Brumbach, Hetty Jo and Robert Jarvenpa, Department of Anthropology, SUNY-Albany

The Gendered Nature of Living and Storage Space in the Canadian Subarctic

The social roles and cultural expectations of women and men in creating residential structures and their associated storage facilities and work stations are investigated. Ethnoarchaeological research among Subarctic Dene (Chipewyan), Cree and Metis communities employs a gender-conscious approach for understanding how feature size and alignment, general site organization, and intra- vs. inter-site uses of space are linked to complex decisions and actions made by both women and men. Moreover, gender patterning in the archaeological materials is linked to an array of economic, social and political factors reflecting late fur trade political economy of north-central Canada. Information for this analysis derives from ethnoarchaeological surveys conducted at a regional network of 44 late historic sites in northwestern Saskatchewan. Most of the sites represent multi-family seasonal encampments and trading outpost settlements occupied in the period between 1890 and 1950.  [Back]

Brumfiel, Elizabeth M., Department of Anthropology and Sociology, Albion College

Ground Rules and Wall Designs: Gender and the State at Teotihuacan

Some general rules are suggested for archaeological studies of gender. These include: defining significant research questions, using multiple lines of evidence and/or comparative data sets, and generalizing conclusions. These rules are then used to explore the character of gender ideology and state authority at Classic period Teotihucacan, Mexico. First, using comparative examples, I ask if gender ideology in states that rely upon the authority of corporate kinship groups differs from gender ideology in states that do not rely upon kinship authority. Second, I use several sources of evidence (ceramic figurines, painted murals, and burials) to characterize the gender ideology of the Teotihuacan state. Third, I draw conclusions about the character of state authority at Teotihuacan and suggest how these conclusions might be further tested. Finally, I comment upon the value of general models in the archaeology of gender, given Silverblatt's critique of the "gender and the state" literature.  [Back]

Chesson, Meredith S., Department of Anthropology, Harvard University

Embodied Identities: Death and Society in an Early Urban Community

The analysis of mortuary practices provides an important link between feminist theory and archaeological interpretation in exploring how living members of a community map individual and group identities onto themselves and the deceased. Examining the complex interplay between grave goods, the nature and timing of the memorial ceremonies, and biological sex of individual(s) in an archaeological skeletal population, I explore powerful changes in household structures, systems of kinship, and interaction between women, men and children during the first period of urbanization at the Early Bronze Age settlement of Bab edh-Dhra', Jordan. Dynamic changes in mortuary practices through time at Bab edh-Dhra', specifically the shift from shaft tomb burials to charnel houses, were associated with the transition from a non-sedentary lifestyle to settled life in a fortified town, and a subsequent return to non-urban living. My research suggests that each of these profound shifts in lifestyle involved fundamental changes in the societal bonds of the community, particularly structures of kinship, and explores how the process of urbanization and ruralization transformed the relationships of gendered individuals within the shifting structures of kinship, houses, and the broader community.  [Back]

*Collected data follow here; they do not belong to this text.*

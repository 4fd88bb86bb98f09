//! Jenkins pipeline parsing and notification injection
//!
//! A Jenkinsfile has no fixed schema: it is Groovy, and the regions worth
//! instrumenting have to be located by scanning code structure while
//! ignoring braces and keywords inside comments and string literals. This
//! module builds that up in layers:
//!
//! - [`lexer`]: quote/comment-aware state machine
//! - [`block`]: brace matching on top of the lexer
//! - [`grammar`]: composable structural matchers
//! - [`sections`]: typed pipeline/stage/steps/post/node sections
//! - [`checkout`]: recognizer for the conventional checkout steps
//! - [`markers`]: notification templates and the idempotency guard
//! - [`declarative`] / [`scripted`]: the two dialect injectors
//!
//! The transformation is pure: text in, text (or a typed error) out, no
//! I/O and no shared state, so independent inputs can be processed from
//! any number of threads.

pub mod block;
pub mod checkout;
pub mod declarative;
pub mod errors;
pub mod grammar;
pub mod lexer;
pub mod markers;
pub mod scripted;
pub mod sections;

#[cfg(test)]
mod injector_tests;

pub use checkout::{find_checkout, has_checkout, CheckoutCall};
pub use errors::JenkinsfileError;
pub use markers::NotifyConfig;
pub use scripted::ScriptedOutcome;

use once_cell::sync::Lazy;
use regex::Regex;
use serde::Serialize;

static DECLARATIVE_RE: Lazy<Regex> = Lazy::new(|| Regex::new(r"(?m)^[ \t]*pipeline\s*\{").unwrap());
static SCRIPTED_RE: Lazy<Regex> = Lazy::new(|| Regex::new(r"(?m)^[ \t]*node\s*\{").unwrap());

/// The two Jenkins pipeline dialects.
#[derive(Debug, Clone, Copy, PartialEq, Eq, Serialize)]
#[serde(rename_all = "lowercase")]
pub enum Syntax {
    /// A `pipeline { ... }` root with fixed sub-sections.
    Declarative,
    /// One or more `node { ... }` blocks of arbitrary script.
    Scripted,
}

impl std::fmt::Display for Syntax {
    fn fmt(&self, f: &mut std::fmt::Formatter<'_>) -> std::fmt::Result {
        match self {
            Syntax::Declarative => write!(f, "declarative"),
            Syntax::Scripted => write!(f, "scripted"),
        }
    }
}

/// Detects which dialect a Jenkinsfile uses.
///
/// Declarative wins when a line begins (ignoring leading whitespace) with
/// `pipeline` followed by `{`; otherwise scripted when a line begins with
/// `node` followed by `{`; `None` when neither marker appears.
#[must_use]
pub fn detect_syntax(text: &str) -> Option<Syntax> {
    if DECLARATIVE_RE.is_match(text) {
        Some(Syntax::Declarative)
    } else if SCRIPTED_RE.is_match(text) {
        Some(Syntax::Scripted)
    } else {
        None
    }
}

/// Whether `text` already invokes the default notification function.
#[must_use]
pub fn is_already_configured(text: &str) -> bool {
    NotifyConfig::default().is_configured(text)
}

/// Rewrites a Jenkinsfile so it reports build lifecycle events to
/// `webhook_url`, using the default notification templates.
///
/// Already-configured files short-circuit to a no-op before any parsing,
/// so re-running on an edited file always returns it unchanged.
///
/// # Errors
///
/// [`JenkinsfileError::SyntaxUnrecognized`] when neither dialect marker is
/// found; [`JenkinsfileError::StructuralNotFound`] and
/// [`JenkinsfileError::UnbalancedBlock`] from the declarative path on
/// malformed input.
pub fn add_notifications(text: &str, webhook_url: &str) -> Result<String, JenkinsfileError> {
    add_notifications_with(text, webhook_url, &NotifyConfig::default())
}

/// [`add_notifications`] with caller-supplied notification templates.
///
/// # Errors
///
/// Same as [`add_notifications`].
pub fn add_notifications_with(
    text: &str,
    webhook_url: &str,
    notify: &NotifyConfig,
) -> Result<String, JenkinsfileError> {
    if notify.is_configured(text) {
        return Ok(text.to_string());
    }
    match detect_syntax(text) {
        Some(Syntax::Declarative) => declarative::inject(text, webhook_url, notify),
        Some(Syntax::Scripted) => Ok(scripted::inject(text, webhook_url, notify).text),
        None => Err(JenkinsfileError::SyntaxUnrecognized),
    }
}

/// Adds notification markers to a declarative pipeline with the default
/// templates. See [`declarative::inject`].
///
/// # Errors
///
/// See [`declarative::inject`].
pub fn inject_declarative(text: &str, webhook_url: &str) -> Result<String, JenkinsfileError> {
    declarative::inject(text, webhook_url, &NotifyConfig::default())
}

/// Adds notification guards to a scripted pipeline with the default
/// templates; a no-op when no node block qualifies. See
/// [`scripted::inject`].
#[must_use]
pub fn inject_scripted(text: &str, webhook_url: &str) -> String {
    scripted::inject(text, webhook_url, &NotifyConfig::default()).text
}

#[cfg(test)]
mod tests {
    use super::*;

    #[test]
    fn test_detect_declarative() {
        assert_eq!(
            detect_syntax("pipeline {\n    agent any\n}\n"),
            Some(Syntax::Declarative)
        );
        // leading whitespace is fine
        assert_eq!(
            detect_syntax("  pipeline {\n}\n"),
            Some(Syntax::Declarative)
        );
    }

    #[test]
    fn test_detect_scripted() {
        assert_eq!(detect_syntax("node {\n    sh 'make'\n}\n"), Some(Syntax::Scripted));
    }

    #[test]
    fn test_declarative_is_checked_first() {
        let text = "pipeline {\n}\nnode {\n}\n";
        assert_eq!(detect_syntax(text), Some(Syntax::Declarative));
    }

    #[test]
    fn test_neither_dialect() {
        assert_eq!(detect_syntax("BAM"), None);
        assert_eq!(detect_syntax("my_pipeline {\n}\n"), None);
        // the marker must start the line
        assert_eq!(detect_syntax("x = node {\n}\n"), None);
    }

    #[test]
    fn test_syntax_display() {
        assert_eq!(Syntax::Declarative.to_string(), "declarative");
        assert_eq!(Syntax::Scripted.to_string(), "scripted");
    }
}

Crass, Barbara A., Department of Anthropology, University of Wisconsin-Milwaukee

Gender and Mortuary Analysis: What Can Grave Goods Really Tell Us?

Burials have been described as containing more information per cubic meter than other archaeological features. Since human remains can often be sexed, burials can provide important clues to the identification of genders, assuming that gender roles were signaled in a mortuary context. But is it really that straightforward? Special considerations must be taken into account, especially with portable items associated with burials, such as grave goods. Did the grave goods belong to the deceased, or were they offerings which reflected the roles of the giver? Were items stolen, looted or otherwise removed, either prehistorically or in modern times? Were items replaced, and if so, why and with what? This paper will discuss some of the implications of using grave goods to identify gender roles. Ethnological and archaeological data from Inuit burials will be used to support and challenge what we think grave goods can really tell us.  [Back]

Doucette, Dianna, Department of Anthropology, Harvard University

Interpretation of Atlatls in Archaic Period Mortuary Contexts

During a recent archaeological investigation at the Annasnappet Pond site in Carver, Massachusetts, atlatl weights and projectile points were found in-situ as grave goods providing an exciting opportunity to challenge traditional hunting models in the Eastern Woodlands. In this paper, I first explore how weighted atlatls have been interpreted as grave goods in Archaic Native American mortuary contexts with specific regards to those found in female and male burials at the Indian Knoll site along the Green River in Kentucky during the first half of this century. Since the first excavations at Indian Knoll in 1916, the tool and its components have been portrayed as having various non-gender specific functions, but once identified as weighted atlatls, very specific gender functions were applied in relation to male and female burials. Using feminist theory, engendered archaeology issues, and data from the Annasnappet Pond site, I will revisit and reevaluate some of these older interpretations, and address the possible ideology governing the inclusion of weighted atlatls as grave goods in female and male burials.  [Back]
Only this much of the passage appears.